Maria Rita de Sousa Brito Lopes Pontes – este seu nome completo neste mundo de matéria densa em que, enquanto sofria com as fraquezas do corpo frágil – no qual coabitou por muitos anos a tuberculose em grau avançadíssimo – amenizava ou afastava com sua alma, tão cheia de energia que compensava a fragilidade da carne, as dores e sofrimentos alheios.
Nos primeiros, segundos e terceiros tempos, ela costumava, entre tarefas internas de comando terno e entre compromissos externos para esmolar recursos que mantivesse sua obra feita para os pobres e necessitados – “Vós os conhecereis por suas obras, por suas obras os conhecereis”, indicara seu mestre quase dois mil anos antes – sair debaixo de sol ou chuva e voltar com irmãos que chamava de “meus filhos” e que viviam de pedir esmolas pelas ruas ou que nem mais força tinham para fazer esse tipo de pedido.
Nos últimos tempos, quando já era ela que não tinha mais força para fazer pessoalmente essa coleta celestial na Terra, andando pelas ruas da Cidade Baixa, já montara uma estrutura que atraía e acolhia as pessoas que no começo ela mesma ia buscar pessoalmente.
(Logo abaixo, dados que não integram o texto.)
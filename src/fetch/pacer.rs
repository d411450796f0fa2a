//! Request pacing for the page fetch loop.
//!
//! The provider caps clients at a few requests per second. Because the fetch
//! loop is strictly sequential, a fixed wait after every page is enough to stay
//! under the cap: no semaphore or shared limiter is needed. The [`Pacer`] is
//! owned by one fetcher for one run.
//!
//! # Example
//!
//! ```
//! use std::time::Duration;
//! use harvester_core::fetch::Pacer;
//!
//! # async fn example() {
//! let mut pacer = Pacer::new(Duration::from_millis(334));
//! pacer.pace().await;
//! assert_eq!(pacer.total_paced(), Duration::from_millis(334));
//! # }
//! ```

use std::time::Duration;

use tokio::time::sleep;
use tracing::{debug, instrument, trace};

/// Fixed post-request spacing owned by a single fetch run.
#[derive(Debug, Clone)]
pub struct Pacer {
    /// Wait applied after every page.
    interval: Duration,

    /// Time spent waiting so far in this run.
    total_paced: Duration,

    /// Number of waits applied.
    waits: u32,
}

impl Pacer {
    /// Creates a pacer that waits `interval` after each request.
    #[must_use]
    #[instrument(skip_all, fields(interval_ms = interval.as_millis()))]
    pub fn new(interval: Duration) -> Self {
        debug!("creating request pacer");
        Self {
            interval,
            total_paced: Duration::ZERO,
            waits: 0,
        }
    }

    /// Pacer for `max_requests_per_second`; zero disables pacing.
    #[must_use]
    pub fn per_second(max_requests_per_second: u32) -> Self {
        if max_requests_per_second == 0 {
            Self::disabled()
        } else {
            Self::new(Duration::from_secs(1) / max_requests_per_second)
        }
    }

    /// A pacer that never waits.
    #[must_use]
    pub fn disabled() -> Self {
        Self::new(Duration::ZERO)
    }

    /// Returns whether pacing is disabled.
    #[must_use]
    pub fn is_disabled(&self) -> bool {
        self.interval.is_zero()
    }

    /// Wait applied after each request.
    #[must_use]
    pub fn interval(&self) -> Duration {
        self.interval
    }

    /// Total time waited so far.
    #[must_use]
    pub fn total_paced(&self) -> Duration {
        self.total_paced
    }

    /// Number of waits applied so far.
    #[must_use]
    pub fn waits(&self) -> u32 {
        self.waits
    }

    /// Suspends for the pacing interval, regardless of how long the request
    /// before it took.
    pub async fn pace(&mut self) {
        if self.is_disabled() {
            return;
        }
        trace!(interval_ms = self.interval.as_millis(), "pacing before next request");
        sleep(self.interval).await;
        self.total_paced += self.interval;
        self.waits += 1;
    }
}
Ela fazia questão de oferecer “a última porta”, quando todas as outras se houvessem fechado para alguém. E exatamente por ser a “última porta” sua oferta, essa porta jamais poderia esta fechada.
Ia aos poderosos para humildemente – com aquela humildade que fez Jesus lavar os pés dos discípulos na Santa Ceia – arrancar-lhes gentilmente uma esmola que permitisse, aos que nada podiam, encontrar aquela porta sempre aberta.Sei, porque é óbvio, que ela gostaria de ter feito muito mais.
Mas se Deus lhe houvesse permitido fazer tudo na dimensão que, imagino talvez alguma vez houvesse sonhado, como é que Deus faria para que a raça dos santos não tivesse nisso seu ponto final? Mas irmã Dulce (como é doce saber que se tem uma irmã assim) não socorreu apenas aqueles que sofriam, por doença ou fome ou mal cuidados para a idade avançada.
Ela se preocupou com aqueles que sofreriam além do que é rotineiro na vida de todo mundo por não terem perspectiva de obter uma educação intelectual e moral satisfatórias. E foi assim que criou o setor das OCID voltado para as crianças carentes. Ela, que quando entre nós fez tantos milagres com os instrumentos do mundo e com os poderes da Alma e do Amor, e que após a morte fez o milagre oficialmente reconhecido pela Igreja Católica que ontem a tornou formalmente (mas vejam se Deus e os Céus iriam esperar pela data e o processo que a precedeu para reconhecer a condição, se o milagre já fora feito com o Poder do Alto!) uma “venerável”, uma “bem-aventurada”, não fez o milagre da cura de uma tuberculose em si mesma. Normal.
A doença terá sido a “passagem por uma grande purificação”, como sugeriu na época em que a doença chegara ao estágio terminal o cardeal Moreira Neves, então arcebispo de Salvador e primaz do Brasil. Mas, isso é uma opinião pessoal minha, a doença também se apresentou para ressaltar a obra, para tornar e até para mostrar quão profunda era a doação que de si fazia o anjo disfarçado de freira baiana.
Na França, Bernadete, uma jovem, encontrou uma fonte de onde jorra água que passou a curar pessoas e que faz isso até hoje. Bernadete acabou tornando-se freira e, conforme um filme que vi, sobre sua vida, foi atingida por uma doença. Não revelou suas dores, que a faziam claudicar, mas foram descobertas. Perguntaram-lhe porque não ia à fonte onde tantos obtinham cura. “Sinto que aquela fonte não veio para mim”, recusou-se.
É o que vi contar de Santa Bernadete. Bem, por alguma razão que foge ao nosso (esse nosso não envolve somente a mim) tão restrito conhecimento, não cabia a Irmã Dulce curar a tuberculose de Irmã Dulce. E se mais acima se quiser ir, não cabia a Jesus descer da cruz antes que o tirassem morto, como lhe sugeriu o “mau ladrão”.
Poder, Ele podia. “Julgais que, se eu Lhe pedisse, meu Pai não me daria mais de doze legiões de anjos?”. Mas não devia. Não devia porque escolhera fazer uma oferta de Amor e tinha uma escolha a cumprir.